Aylien’s text analysis extension offers language detection, hashtag suggestions, sentiment analysis, and more. It supports raw text and URL as inputs, and can remove ads to extract only the main text on a website.
Best for: Medium to large companies who want to analyze customer sentiment in English and French
Keatext analyzes large amounts of unstructured data collected from several sources. Users can share their data with Keatext team members, who upload it to the platform on your behalf. Worried about losing access to the data you hand over? Fear not – Keatext gives you access to the platform for 4 weeks, and you can download reports for future use.
Keatext is ideal for teams who want to analyze sentiment without setting up and maintaining a new developer environment. The tool prides itself on grouping customer feedback into one of four buckets: Praise, Problems, Suggestions, and Questions. It also alerts users to changes in sentiment, and sentiment towards any new actions you’ve made.
For those on the fence about open source software, Keatext offers strong customer support. Guides, infographics, tutorials, and API documentation are all available on its website. The site also has a help center which lets you search for articles on how to use the tool.
Best for: Experienced dev teams who want an on-premise text analysis tool.
KNIME offers on-premise data analytics tools for small to large business.
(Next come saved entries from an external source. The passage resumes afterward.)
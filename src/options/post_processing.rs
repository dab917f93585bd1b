use schemars::JsonSchema;
use serde::{Deserialize, Serialize};

/// How the effect pass's `time` uniform grows from tick to tick.
#[derive(
    Debug, Clone, Copy, Serialize, Deserialize, PartialEq, Eq, Default, JsonSchema,
)]
#[serde(rename_all = "snake_case")]
pub enum TimeLaw {
    /// The uniform receives the running clock each tick
    /// (`clock += step; uniform += clock`), so it grows quadratically.
    #[default]
    Compounding,
    /// The uniform receives the fixed step each tick
    /// (`uniform += step`), a plain monotonic clock.
    Linear,
}

/// Gamma-correction pass parameters.
#[derive(Debug, Clone, Serialize, Deserialize, PartialEq, JsonSchema)]
#[schemars(title = "Gamma", inline)]
#[serde(default)]
pub struct GammaOptions {
    /// Run the gamma pass.
    #[schemars(title = "Enabled")]
    pub enabled: bool,
    /// Power-law exponent; `0` selects the exact sRGB transfer curve.
    #[schemars(title = "Gamma", range(min = 0.0, max = 3.0), extend("step" = 0.05))]
    pub gamma: f32,
}

impl Default for GammaOptions {
    fn default() -> Self {
        Self {
            enabled: true,
            gamma: 0.0,
        }
    }
}

/// Custom effect pass parameters.
#[derive(Debug, Clone, Serialize, Deserialize, PartialEq, JsonSchema)]
#[schemars(title = "Effect", inline)]
#[serde(default)]
pub struct EffectOptions {
    /// Run the effect pass.
    #[schemars(title = "Enabled")]
    pub enabled: bool,
    /// Clock increment per frame.
    #[schemars(title = "Time Step", range(min = 0.0, max = 0.5), extend("step" = 0.01))]
    pub time_step: f64,
    /// Growth law of the `time` uniform.
    #[schemars(title = "Time Law")]
    pub time_law: TimeLaw,
    /// Blend strength of the effect over the source frame.
    #[schemars(title = "Strength", range(min = 0.0, max = 1.0), extend("step" = 0.01))]
    pub strength: f32,
}

impl Default for EffectOptions {
    fn default() -> Self {
        Self {
            enabled: true,
            time_step: 0.05,
            time_law: TimeLaw::Compounding,
            strength: 1.0,
        }
    }
}
#![allow(dead_code)]

pub mod home_env;
pub mod shipments;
It uses the Apache Spark framework to let users build machine learning (ML) models to automate regression, classification, cluster analysis, and more.
KNIME’s text processing tool offers natural language processing (NLP), text mining, and information retrieval. Documentation on the six steps involved is available, as are tutorials for using custom tag sets.
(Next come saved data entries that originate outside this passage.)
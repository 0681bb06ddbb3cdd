use std::{
    path::Path,
    sync::{Mutex, MutexGuard, OnceLock},
};

use freight_pricing::app_dirs::HOME_ENV_VAR;

static ENV_LOCK: OnceLock<Mutex<()>> = OnceLock::new();

/// Points `FREIGHT_PRICING_HOME` at a test directory and restores it on drop.
pub struct HomeEnvGuard {
    previous: Option<String>,
    _lock: MutexGuard<'static, ()>,
}

impl HomeEnvGuard {
    pub fn set(path: &Path) -> Self {
        let lock = ENV_LOCK
            .get_or_init(|| Mutex::new(()))
            .lock()
            .unwrap_or_else(|err| err.into_inner());
        let previous = std::env::var(HOME_ENV_VAR).ok();
        // SAFETY: env mutations in tests are serialized by ENV_LOCK.
        unsafe {
            std::env::set_var(HOME_ENV_VAR, path);
        }
        Self {
            previous,
            _lock: lock,
        }
    }
}

impl Drop for HomeEnvGuard {
    fn drop(&mut self) {
        // SAFETY: env mutations in tests are serialized by ENV_LOCK.
        unsafe {
            match self.previous.take() {
                Some(value) => std::env::set_var(HOME_ENV_VAR, value),
                None => std::env::remove_var(HOME_ENV_VAR),
            }
        }
    }
}
mod support;

use freight_pricing::artifact::load_model;
use freight_pricing::config::{PathsConfig, PipelineConfig, TrainingConfig};
use freight_pricing::ml::RegressionModel;
use freight_pricing::ml::forest::RandomForestModel;
use freight_pricing::pipeline::{NoopObserver, PipelineEvent, run_training};
use freight_pricing::predict::{FreightPredictor, predict_freight};
use freight_pricing::{ErrorKind, FeatureRow};
use support::shipments::{freight_range, shipments_csv, write_csv};
use tempfile::tempdir;

const ROWS: usize = 200;

fn example_row() -> FeatureRow {
    FeatureRow {
        customer_zip_code_prefix: 28013.0,
        product_weight_g: 650.0,
        product_length_cm: 28.0,
        product_height_cm: 9.0,
        product_width_cm: 14.0,
        seller_zip_code_prefix: 27277.0,
    }
}

fn config_for(dir: &std::path::Path, data_name: &str, model_name: &str) -> PipelineConfig {
    PipelineConfig {
        paths: PathsConfig {
            data_file: dir.join(data_name),
            model_file: dir.join(model_name),
            report_file: None,
        },
        training: TrainingConfig {
            n_trees: 20,
            ..TrainingConfig::default()
        },
    }
}

#[test]
fn trained_model_predicts_within_target_range() {
    let dir = tempdir().unwrap();
    write_csv(dir.path(), "shipping_dataset.csv", &shipments_csv(ROWS));
    let config = config_for(dir.path(), "shipping_dataset.csv", "model.bin");

    let mut events: Vec<PipelineEvent> = Vec::new();
    let report = run_training(&config, &mut events).unwrap();
    assert_eq!(report.dataset.rows, ROWS);
    assert_eq!(report.dataset.columns, 8);
    assert_eq!(report.train_rows, 160);
    assert_eq!(report.test_rows, 40);
    assert!(report.metrics.train_r2 > 0.5, "{:?}", report.metrics);
    assert!(matches!(events.first(), Some(PipelineEvent::DatasetLoaded { .. })));
    assert!(matches!(events.last(), Some(PipelineEvent::ModelSaved(_))));

    let predicted = predict_freight(&example_row(), &config.paths.model_file).unwrap();
    let (lo, hi) = freight_range(ROWS);
    assert!(predicted >= lo && predicted <= hi, "{predicted} outside [{lo}, {hi}]");
}

#[test]
fn retraining_with_same_seed_is_bit_identical() {
    let dir = tempdir().unwrap();
    write_csv(dir.path(), "data.csv", &shipments_csv(ROWS));
    let first = config_for(dir.path(), "data.csv", "a.bin");
    let second = config_for(dir.path(), "data.csv", "b.bin");
    run_training(&first, &mut NoopObserver).unwrap();
    run_training(&second, &mut NoopObserver).unwrap();

    let a: RandomForestModel = load_model(&first.paths.model_file).unwrap();
    let b: RandomForestModel = load_model(&second.paths.model_file).unwrap();
    let row = example_row().to_array();
    assert_eq!(a.predict_row(&row).to_bits(), b.predict_row(&row).to_bits());
    assert_eq!(
        std::fs::read(&first.paths.model_file).unwrap(),
        std::fs::read(&second.paths.model_file).unwrap()
    );
}

#[test]
fn dirty_rows_are_cleaned_before_training() {
    let dir = tempdir().unwrap();
    let mut csv = shipments_csv(50);
    csv.push_str("bad1,28013,,28,9,14,27277,15.0\n");
    csv.push_str("bad2,28013,inf,28,9,14,27277,16.0\n");
    csv.push_str("bad3,28013,650,28,9,14,27277,\n");
    csv.push_str("bad4,28013,650,28,9,14,27277,-inf\n");
    write_csv(dir.path(), "data.csv", &csv);
    let config = config_for(dir.path(), "data.csv", "model.bin");

    let mut events: Vec<PipelineEvent> = Vec::new();
    let report = run_training(&config, &mut events).unwrap();
    assert_eq!(report.cleaning.initial_rows, 54);
    assert_eq!(report.cleaning.dropped_rows, 2);
    assert_eq!(report.cleaning.final_rows, 52);
    assert_eq!(report.cleaning.columns[1].missing, 1);
    assert_eq!(report.cleaning.columns[1].infinite, 1);
    assert!(events.iter().any(|e| matches!(e, PipelineEvent::MissingValues { .. })));
    assert!(events.iter().any(|e| matches!(e, PipelineEvent::InfiniteValues { .. })));
}

#[test]
fn missing_column_is_schema_error() {
    let dir = tempdir().unwrap();
    write_csv(
        dir.path(),
        "data.csv",
        "customer_zip_code_prefix,product_weight_g,freight_value\n1,2,3\n",
    );
    let config = config_for(dir.path(), "data.csv", "model.bin");
    let err = run_training(&config, &mut NoopObserver).unwrap_err();
    assert_eq!(err.kind(), ErrorKind::Schema);
    assert!(!config.paths.model_file.exists());
}

#[test]
fn predictor_reuses_loaded_model() {
    let dir = tempdir().unwrap();
    write_csv(dir.path(), "data.csv", &shipments_csv(60));
    let config = config_for(dir.path(), "data.csv", "model.bin");
    run_training(&config, &mut NoopObserver).unwrap();

    let predictor = FreightPredictor::<RandomForestModel>::open(&config.paths.model_file).unwrap();
    let heavy = FeatureRow {
        product_weight_g: -10.0,
        ..example_row()
    };
    let scores = predictor.predict_many(&[example_row(), heavy]);
    assert_eq!(scores.len(), 2);
    assert!(scores.iter().all(|s| s.is_finite()));
    assert_eq!(
        scores[0].to_bits(),
        predict_freight(&example_row(), &config.paths.model_file).unwrap().to_bits()
    );
    assert_eq!(predictor.model().feature_names[1], "product_weight_g");
}

#[test]
fn loading_absent_model_is_not_found() {
    let dir = tempdir().unwrap();
    let err = predict_freight(&example_row(), &dir.path().join("missing.bin")).unwrap_err();
    assert_eq!(err.kind(), ErrorKind::NotFound);
}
But unless you’re using KNIME’s analytics platform, its text processing option will have limited value. Its support and documentation don’t surpass those of competitors, and teams who don’t work in engineering will face an especially large learning curve.
Best for: Financial enterprises who want text analytics plug-ins for WordPress or Drupal sites.
Refinitiv offers five deployment options based on business needs. Its open calais package is free and handles up to 100KB each of HTML, XML, and raw text. It also handles up to 5k submissions per day.
If you host a WordPress or Drupal website, you can install Laiser Tag Plus WordPress plugin or the Drupal Open Calais plugin, respectively. Both plugins integrate Intelligent Tagging output into your site.
If you want to test the Intelligent Tagging tool, you can upload your own content to the Live Demo. Since Refinitiv’s specialty is financial topics and themes, it’ll assign those to the unstructured data that you load into the tool. It helps you tag the subjects (whether they be people, places, facts, or anything else) within your dataset. You can access Q&A, tutorials, documentation, and more after creating an account.
One final note:
To earn a spot on this list, each tool above needed to offer source code that’s freely available for anyone to view, edit, revise, etc. But many tools on this list, along with several more, offer even more features for paid customers.
We know that cost is a key concern when shopping for software. That said, investing in the right tools can save your business lots of money in the long run. To get started with text analysis, input some data into one of the free tools above.
Then, assess the results: Do you agree with the sentiment suggestions each tools makes? Did they help you discover any changes in sentiment that you might have missed?
If you’re impressed, it’s worth assessing BI software that has text analysis and additional features. Most software vendors offered tiered pricing plans that let you scale up as needed. And in an era where we create 2.5 quintillion bytes of data each day, having a strategy and software to manage data isn’t optional.
Gartner predicts (available to clients) that by 2020, 50% of businesses will lack the AI and data literacy skills needed to build business value. Using the right text analysis tool is a great way to stay in the fast lane.
We included text analysis products in our software catalog that both:
- Offered a free, stand-alone version of the software (not a trial version of the software that requires you to purchase the product after a limited amount of time), and
- Met our text analysis software market definition:
Text analysis is the process of finding information from text sources, including emails and survey answers.
We determined the most popular products to feature by choosing those highest ranked in Google search results during the week of September 16 – 20, 2019.